Isaac recently completed the Student Grades of our Wing Chun syllabus so we asked him to write a few words about his journey to give other people an insight about what it’s like.


"I started with CKF when I was probably about 4 - in the youngest class they had at the time, I wasn't really sure what to expect, I just remember my brother talking about joining and thinking it sounded cool. Over the next 15 years of training with CKF, I met some incredible people I hope to stay connected with for life, was inspired to take on more challenges outside of class and learned a lot about myself in the process. Having to leave regular classes to go to uni was sad, but it also felt fitting that part of what pushed me towards uni were some of the things I had learnt in Wing Chun. Kung fu did genuinely help to both physically and emotionally strengthen me - applying some of the lessons learned in my time at CKF still help push me towards doing more challenging things, helping me focus on the right things rather than those that might drag me down. It's difficult to summarise 15 years into a few paragraphs, but I'd like to try.

The kids classes were always good fun; there was never a class where we didn't play a good game or learn something cool and new. Ending the class with a game of silent masters was a smart way of getting us to calm down and meditate a bit before leaving class, and starting practicing mindfulness. Even being very young, I remember class leaders getting us to lie down, shut our eyes and visualise things like doing the forms up on stage in front of hundreds of people, performing at your absolute best in front of the crowd, then trying to bring that back into the training. Being kids, everyone would laugh at the wrong times when someone broke the silence to make a dumb joke or when someone thought of something else funny and set the rest of the class off without having to say anything. But that was part of what made the kids classes great - nothing was too formal, but just focused enough to be able to learn something interesting and have a good time while doing it. Going from that to Youth Kung Fu was a quite natural progression as well - the more work focused classes mixed in with games was a good combination.
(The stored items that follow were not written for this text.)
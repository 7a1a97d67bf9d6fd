use std::collections::HashMap;
use std::sync::Arc;

use anyhow::{Context, Result};
use clap::Parser;
use tracing::{info, level_filters::LevelFilter, warn};
use tracing_subscriber::{layer::SubscriberExt, util::SubscriberInitExt, EnvFilter};

use dirac_auth_server::config::{CliArgs, Settings};
use dirac_auth_server::context::AuthContext;
use dirac_auth_server::crypto::{StateCodec, TokenIssuer};
use dirac_auth_server::flow::{FlowStore, SqliteFlowStore};
use dirac_auth_server::idp::{IdPClient, OidcIdPClient};
use dirac_auth_server::registry::Registry;
use dirac_auth_server::server;

#[tokio::main]
async fn main() -> Result<()> {
    let args = CliArgs::parse();

    tracing_subscriber::registry()
        .with(tracing_subscriber::fmt::layer())
        .with(
            EnvFilter::builder()
                .with_default_directive(LevelFilter::INFO.into())
                .with_env_var("LOG_LEVEL")
                .from_env_lossy(),
        )
        .try_init()
        .ok();

    let settings = Settings::resolve(args)?;

    info!("Loading DIRAC configuration registry from {:?}", settings.registry);
    let registry = Arc::new(Registry::load(&settings.registry)?);
    info!(
        "Registry loaded: {} VO(s), etag {}",
        registry.vos.len(),
        registry.etag
    );

    let flow_store: Arc<dyn FlowStore> = match &settings.flow_db {
        Some(path) => {
            info!("Persisting flow rows to {:?}", path);
            Arc::new(SqliteFlowStore::new(path)?)
        }
        None => {
            warn!("No --flow-db given; flow rows are held in memory and lost on restart");
            Arc::new(SqliteFlowStore::in_memory()?)
        }
    };

    let mut idp_clients: HashMap<String, Arc<dyn IdPClient>> = HashMap::new();
    for (vo, def) in registry.vos.iter() {
        info!("Discovering upstream IdP metadata for VO {} at {}", vo, def.server_metadata_url);
        let client = OidcIdPClient::discover(vo, &def.server_metadata_url, &def.client_id)
            .await
            .with_context(|| format!("failed to discover upstream IdP for VO {}", vo))?;
        idp_clients.insert(vo.clone(), Arc::new(client));
    }

    let ctx = AuthContext {
        token_issuer: Arc::new(TokenIssuer::new(&registry, settings.access_token_ttl_secs)?),
        state_codec: Arc::new(StateCodec::new(registry.signing_secret.clone().into_bytes())),
        flow_store,
        idp_clients: Arc::new(idp_clients),
        registry,
        device_ttl_secs: settings.device_ttl_secs,
        auth_code_ttl_secs: settings.auth_code_ttl_secs,
        base_url: settings.base_url,
        requests_logging_level: settings.requests_logging_level,
    };

    server::run_server(ctx, settings.port).await
}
Dodge ball was always my personal favourite, and the younger people in the class always looked up to and tried to copy how hard the older kids threw, and it was probably the best moment in class whenever someone caught a ball thrown from Liam or Ben, the best dodgeball players in the class at the time.

Towards the end of Youth Kung Fu and moving into the adults class, we all started taking things a bit more seriously, getting much more motivated by the Kung Fu and the ideas behind it. Especially moving into the adult's class, we started thinking about and discussing how some of the things we focus on in kung fu are actually quite easy to see reflected in more general life. Staying focused on what you've got and not what you haven't might sound like a cheesy motivational post you find on Facebook, but it's such an important lesson in self-defence, and life in general as well. In a self-defence situation if your attacker grabs your neck and holds it so you can't breathe as well or even at all, it's easy to get stuck in the mentality of panicking about your breathing or about what this person might do to you etc. In doing this, it's easy to forget that they now can't use either of their arms to hit you or do anything other than hold you, and you still have both arms to hit them, break their grip, disrupt their structure or anything else. The same kinds of ideas have helped coach me through some of the darkest times in my life in general. Focusing on what you have rather than what you don’t in a self-defence situation translates quite easily into gratitude, and the determination to get a move right cultivates the determination to take on the challenges you face outside of class as well.
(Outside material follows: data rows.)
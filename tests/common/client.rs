//! HTTP client for end-to-end tests
//!
//! Wraps reqwest with helpers for every DIRAC authorization-server endpoint.
//! Redirects are never followed automatically: tests need to inspect the
//! `Location` header (and the `state`/`code` query parameters it carries)
//! at each hop of the device and authorization-code flows.

use reqwest::Response;
use std::time::Duration;

use super::constants::REQUEST_TIMEOUT_SECS;

pub struct TestClient {
    pub client: reqwest::Client,
    pub base_url: String,
}

impl TestClient {
    pub fn new(base_url: String) -> Self {
        let client = reqwest::Client::builder()
            .redirect(reqwest::redirect::Policy::none())
            .timeout(Duration::from_secs(REQUEST_TIMEOUT_SECS))
            .build()
            .expect("failed to build reqwest client");

        Self { client, base_url }
    }

    /// GET /healthz
    pub async fn healthz(&self) -> Response {
        self.client
            .get(format!("{}/healthz", self.base_url))
            .send()
            .await
            .expect("healthz request failed")
    }

    /// POST /{vo}/device
    pub async fn initiate_device(&self, vo: &str, client_id: &str, scope: &str) -> Response {
        self.client
            .post(format!("{}/{}/device", self.base_url, vo))
            .form(&[("client_id", client_id), ("scope", scope), ("audience", "dirac")])
            .send()
            .await
            .expect("device initiation request failed")
    }

    /// GET /{vo}/device?user_code=...
    pub async fn device_browser_redirect(&self, vo: &str, user_code: &str) -> Response {
        self.client
            .get(format!("{}/{}/device", self.base_url, vo))
            .query(&[("user_code", user_code)])
            .send()
            .await
            .expect("device browser redirect request failed")
    }

    /// GET /{vo}/device/complete?code=...&state=...
    pub async fn device_complete(&self, vo: &str, code: &str, state: &str) -> Response {
        self.client
            .get(format!("{}/{}/device/complete", self.base_url, vo))
            .query(&[("code", code), ("state", state)])
            .send()
            .await
            .expect("device completion request failed")
    }

    /// POST /{vo}/token with the device-code grant.
    pub async fn token_device(&self, vo: &str, client_id: &str, device_code: &str) -> Response {
        self.client
            .post(format!("{}/{}/token", self.base_url, vo))
            .form(&[
                ("grant_type", "urn:ietf:params:oauth:grant-type:device_code"),
                ("client_id", client_id),
                ("device_code", device_code),
            ])
            .send()
            .await
            .expect("device token request failed")
    }

    /// GET /{vo}/authorize with the standard authorization-code+PKCE params.
    #[allow(clippy::too_many_arguments)]
    pub async fn authorize(
        &self,
        vo: &str,
        client_id: &str,
        redirect_uri: &str,
        scope: &str,
        code_challenge: &str,
        state: Option<&str>,
    ) -> Response {
        let mut query = vec![
            ("response_type", "code"),
            ("client_id", client_id),
            ("redirect_uri", redirect_uri),
            ("scope", scope),
            ("code_challenge", code_challenge),
            ("code_challenge_method", "S256"),
        ];
        if let Some(state) = state {
            query.push(("state", state));
        }
        self.client
            .get(format!("{}/{}/authorize", self.base_url, vo))
            .query(&query)
            .send()
            .await
            .expect("authorize request failed")
    }

    /// GET /{vo}/authorize/complete?code=...&state=...
    pub async fn authorize_complete(&self, vo: &str, code: &str, state: &str) -> Response {
        self.client
            .get(format!("{}/{}/authorize/complete", self.base_url, vo))
            .query(&[("code", code), ("state", state)])
            .send()
            .await
            .expect("authorize completion request failed")
    }

    /// POST /{vo}/token with the authorization_code grant.
    pub async fn token_authcode(
        &self,
        vo: &str,
        client_id: &str,
        code: &str,
        redirect_uri: &str,
        code_verifier: &str,
    ) -> Response {
        self.client
            .post(format!("{}/{}/token", self.base_url, vo))
            .form(&[
                ("grant_type", "authorization_code"),
                ("client_id", client_id),
                ("code", code),
                ("redirect_uri", redirect_uri),
                ("code_verifier", code_verifier),
            ])
            .send()
            .await
            .expect("authcode token request failed")
    }

    /// GET /{vo}/.well-known/dirac-configuration, with a bearer token.
    pub async fn well_known_configuration(&self, vo: &str, access_token: &str) -> Response {
        self.client
            .get(format!("{}/{}/.well-known/dirac-configuration", self.base_url, vo))
            .bearer_auth(access_token)
            .send()
            .await
            .expect("well-known configuration request failed")
    }

    /// Extracts a query parameter from a redirect response's `Location`
    /// header (itself either an absolute IdP URL or a relative path).
    pub fn location_query_param(response: &Response, key: &str) -> Option<String> {
        let location = response.headers().get(reqwest::header::LOCATION)?.to_str().ok()?;
        let query = location.split_once('?')?.1;
        query
            .split('&')
            .find_map(|pair| pair.split_once('=').filter(|(k, _)| *k == key).map(|(_, v)| v.to_string()))
    }

    /// Extracts the path portion of a redirect response's `Location` header.
    pub fn location_path(response: &Response) -> Option<String> {
        let location = response.headers().get(reqwest::header::LOCATION)?.to_str().ok()?;
        Some(location.split('?').next().unwrap_or(location).to_string())
    }
}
After passing grade 12, this motivation particularly in kung fu continued in a slightly different way - before passing I was very motivated to train, improve and really do well in the grading, whereas afterwards that motivation continued with the knowledge that I didn't really have enough time left to work towards anything specific, but for the sake of self-improvement and satisfaction. The years that had built up towards that moment of passing the final pressure test made passing all the more satisfying. The feeling of safety that this came with was also more striking than I thought it would be; improving in the skills we were being taught always made me feel increasingly safe, but the pressure tests were the times where this was tested in a controlled way, but still very much tested. Despite being a fairly small person, I definitely feel safer and more confident walking at night or in confrontational situations, particularly with bringing a conflict to an end without any real physicality, which was another more unexpected result of the training we did.
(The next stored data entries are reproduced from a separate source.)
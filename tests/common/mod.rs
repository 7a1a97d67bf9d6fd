//! Common test infrastructure
//!
//! This module provides all the infrastructure needed for end-to-end tests
//! of the DIRAC authorization server's HTTP surface. Tests should only
//! import from this module, not from internal submodules.
//!
//! # Example
//!
//! ```no_run
//! mod common;
//! use common::{TestServer, TestClient, TEST_VO};
//!
//! #[tokio::test]
//! async fn test_device_flow() {
//!     let server = TestServer::spawn().await;
//!     let client = TestClient::new(server.base_url.clone());
//!     let initiated = client.initiate_device(TEST_VO).await;
//!     assert!(initiated.status().is_success());
//! }
//! ```

mod client;
mod constants;
mod fixtures;
mod server;

pub use client::TestClient;
pub use constants::*;
pub use server::TestServer;
//! DIRAC Authorization Server library.
//!
//! Exposes the flow/token core and the ambient stack around it (config
//! loading, HTTP surface) for the `dirac-auth-server` binary and for the
//! integration test suite.

pub mod config;
pub mod context;
pub mod crypto;
pub mod error;
pub mod flow;
pub mod idp;
pub mod orchestrator;
pub mod registry;
pub mod scope;
pub mod server;
pub mod sqlite_persistence;

pub use context::{AuthContext, RequestsLoggingLevel};
pub use registry::Registry;
pub use server::run_server;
Kung fu has also always been a place where I can leave the stresses of everyday things outside the door and just focus on training. The people in the class have always been incredibly kind, as well as focused and motivated to improve, especially in the adults class. I won't name all the instructors I've had the opportunity to train with over the years, but I want to thank all of them for being great teachers, mentors, and role models while I've trained with them. I wasn't with all of them for a long time, but I remember having a great time training with them and they've left lasting impressions. Of course, the person I had the pleasure of training with for the longest was Ross. From the very beginning of me joining CKF, he and all the other instructors were amazing role models and great friends, and continue to be so. I want to thank all of CKF for being great training partners, teachers, friends and more - I look back on my time with CKF filled with happiness and pride, and would definitely recommend at least trying lessons to anyone considering it. I hope to see everyone again soon!”